In the absence of strong protections for employees, poorly chosen words or even a single photograph posted online in one’s off-hours can have career-altering consequences. Stacy Snyder, 25, who was a senior at Millersville University in Millersville, Pa., offers an instructive example. Last year, she was dismissed from the student teaching program at a nearby high school and denied her teaching credential after the school staff came across her photograph on her MySpace profile. She filed a lawsuit in April this year in federal court in Philadelphia contending that her rights to free expression under the First Amendment had been violated. No trial date has been set.
Her photo, preserved at the “Wired Campus” blog of the Chronicle of Higher Education, turns out to be surprisingly innocuous. In a head shot snapped at a costume party, Ms. Snyder, with a pirate’s hat perched atop her head, sips from a large plastic cup whose contents cannot be seen. When posting the photo, she fatefully captioned her self-portrait “drunken pirate,” though whether she was serious can’t be determined by looking at the photo.

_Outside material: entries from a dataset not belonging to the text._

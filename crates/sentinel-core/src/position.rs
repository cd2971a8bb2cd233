//! Position and pending-order records owned by the state machine.

use crate::order::{Direction, OrderRole, OrderSide, SignalId, StopStatus};
use crate::{Price, Size};
use chrono::{DateTime, Utc};
use rust_decimal::Decimal;
use serde::{Deserialize, Serialize};

/// An open position. Created on a confirmed entry fill, destroyed on a
/// confirmed exit fill or HALT-triggered flattening.
#[derive(Debug, Clone, PartialEq, Serialize, Deserialize)]
pub struct Position {
    /// Absolute quantity; direction carries the sign.
    pub qty: Size,
    pub entry_price: Price,
    pub direction: Direction,
    /// The signal that opened this position.
    pub signal: SignalId,
    pub stop_status: StopStatus,
    /// Stop trigger price, when a stop has been placed.
    pub stop_price: Option<Price>,
    pub opened_at: DateTime<Utc>,
}

impl Position {
    /// Open a fresh position from an entry fill. Stop starts as `Missing`
    /// so the next cycle is forced to place one.
    pub fn open(qty: Size, entry_price: Price, direction: Direction, signal: SignalId) -> Self {
        Self {
            qty,
            entry_price,
            direction,
            signal,
            stop_status: StopStatus::Missing,
            stop_price: None,
            opened_at: Utc::now(),
        }
    }

    /// Quantity signed by direction (positive long, negative short).
    pub fn signed_qty(&self) -> Decimal {
        self.qty.inner() * Decimal::from(self.direction.sign())
    }

    /// Mark a stop order as live at the given trigger price.
    pub fn stop_placed(&mut self, trigger: Price) {
        self.stop_status = StopStatus::Active;
        self.stop_price = Some(trigger);
    }
}

/// An order submitted (or being submitted) to the venue, tracked while the
/// state machine is in an entry/exit-pending state.
#[derive(Debug, Clone, PartialEq, Serialize, Deserialize)]
pub struct PendingOrder {
    /// Venue order identifier; absent if submission acknowledgment was lost.
    pub order_id: Option<String>,
    /// The idempotency key behind this order.
    pub signal: SignalId,
    pub role: OrderRole,
    pub side: OrderSide,
    pub qty: Size,
    /// Reference price at submission time.
    pub price: Price,
    pub submitted_at: DateTime<Utc>,
}

impl PendingOrder {
    pub fn new(signal: SignalId, role: OrderRole, side: OrderSide, qty: Size, price: Price) -> Self {
        Self {
            order_id: None,
            signal,
            role,
            side,
            qty,
            price,
            submitted_at: Utc::now(),
        }
    }

    /// Seconds elapsed since submission.
    pub fn age_secs(&self, now: DateTime<Utc>) -> i64 {
        (now - self.submitted_at).num_seconds()
    }

    /// Whether a venue event with the given keys belongs to this order.
    ///
    /// Prefers the venue order id; falls back to the idempotency key, which
    /// covers the case where the submission ack was lost but the fill event
    /// still carries the original reference.
    pub fn matches(&self, order_id: Option<&str>, signal_key: Option<&str>) -> bool {
        if let (Some(own), Some(ev)) = (self.order_id.as_deref(), order_id) {
            return own == ev;
        }
        matches!(signal_key, Some(key) if key == self.signal.as_str())
    }
}

#[cfg(test)]
mod tests {
    use super::*;
    use chrono::TimeZone;
    use rust_decimal_macros::dec;

    fn signal() -> SignalId {
        SignalId::derive(
            "grid_v2",
            Utc.with_ymd_and_hms(2026, 3, 2, 12, 0, 0).unwrap(),
            OrderSide::Buy,
        )
    }

    #[test]
    fn test_signed_qty() {
        let long = Position::open(
            Size::new(dec!(0.5)),
            Price::new(dec!(50000)),
            Direction::Long,
            signal(),
        );
        let short = Position::open(
            Size::new(dec!(0.5)),
            Price::new(dec!(50000)),
            Direction::Short,
            signal(),
        );
        assert_eq!(long.signed_qty(), dec!(0.5));
        assert_eq!(short.signed_qty(), dec!(-0.5));
    }

    #[test]
    fn test_new_position_needs_stop() {
        let pos = Position::open(
            Size::new(dec!(1)),
            Price::new(dec!(50000)),
            Direction::Long,
            signal(),
        );
        assert_eq!(pos.stop_status, StopStatus::Missing);
        assert!(pos.stop_price.is_none());
    }

    #[test]
    fn test_pending_matches_by_order_id_first() {
        let mut pending = PendingOrder::new(
            signal(),
            OrderRole::Entry,
            OrderSide::Buy,
            Size::new(dec!(1)),
            Price::new(dec!(50000)),
        );
        pending.order_id = Some("oid-1".to_string());

        assert!(pending.matches(Some("oid-1"), None));
        // Wrong order id does not fall through to the signal key.
        assert!(!pending.matches(Some("oid-2"), Some(pending.signal.as_str())));
    }

    #[test]
    fn test_pending_matches_by_signal_when_ack_lost() {
        let pending = PendingOrder::new(
            signal(),
            OrderRole::Entry,
            OrderSide::Buy,
            Size::new(dec!(1)),
            Price::new(dec!(50000)),
        );
        assert!(pending.order_id.is_none());
        assert!(pending.matches(Some("oid-9"), Some(pending.signal.as_str())));
        assert!(!pending.matches(None, Some("other")));
    }
}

Millersville University, in a motion asking the court to dismiss the case, contends that Ms. Snyder’s student teaching had been unsatisfactory for many reasons. But it affirms that she was dismissed and barred from re-entering the school shortly after the high school staff discovered her MySpace photograph. The university backed the school authorities’ contentions that her posting was “unprofessional” and might “promote under-age drinking.” It also cited a passage in the teacher’s handbook that said staff members are “to be well-groomed and appropriately dressed.”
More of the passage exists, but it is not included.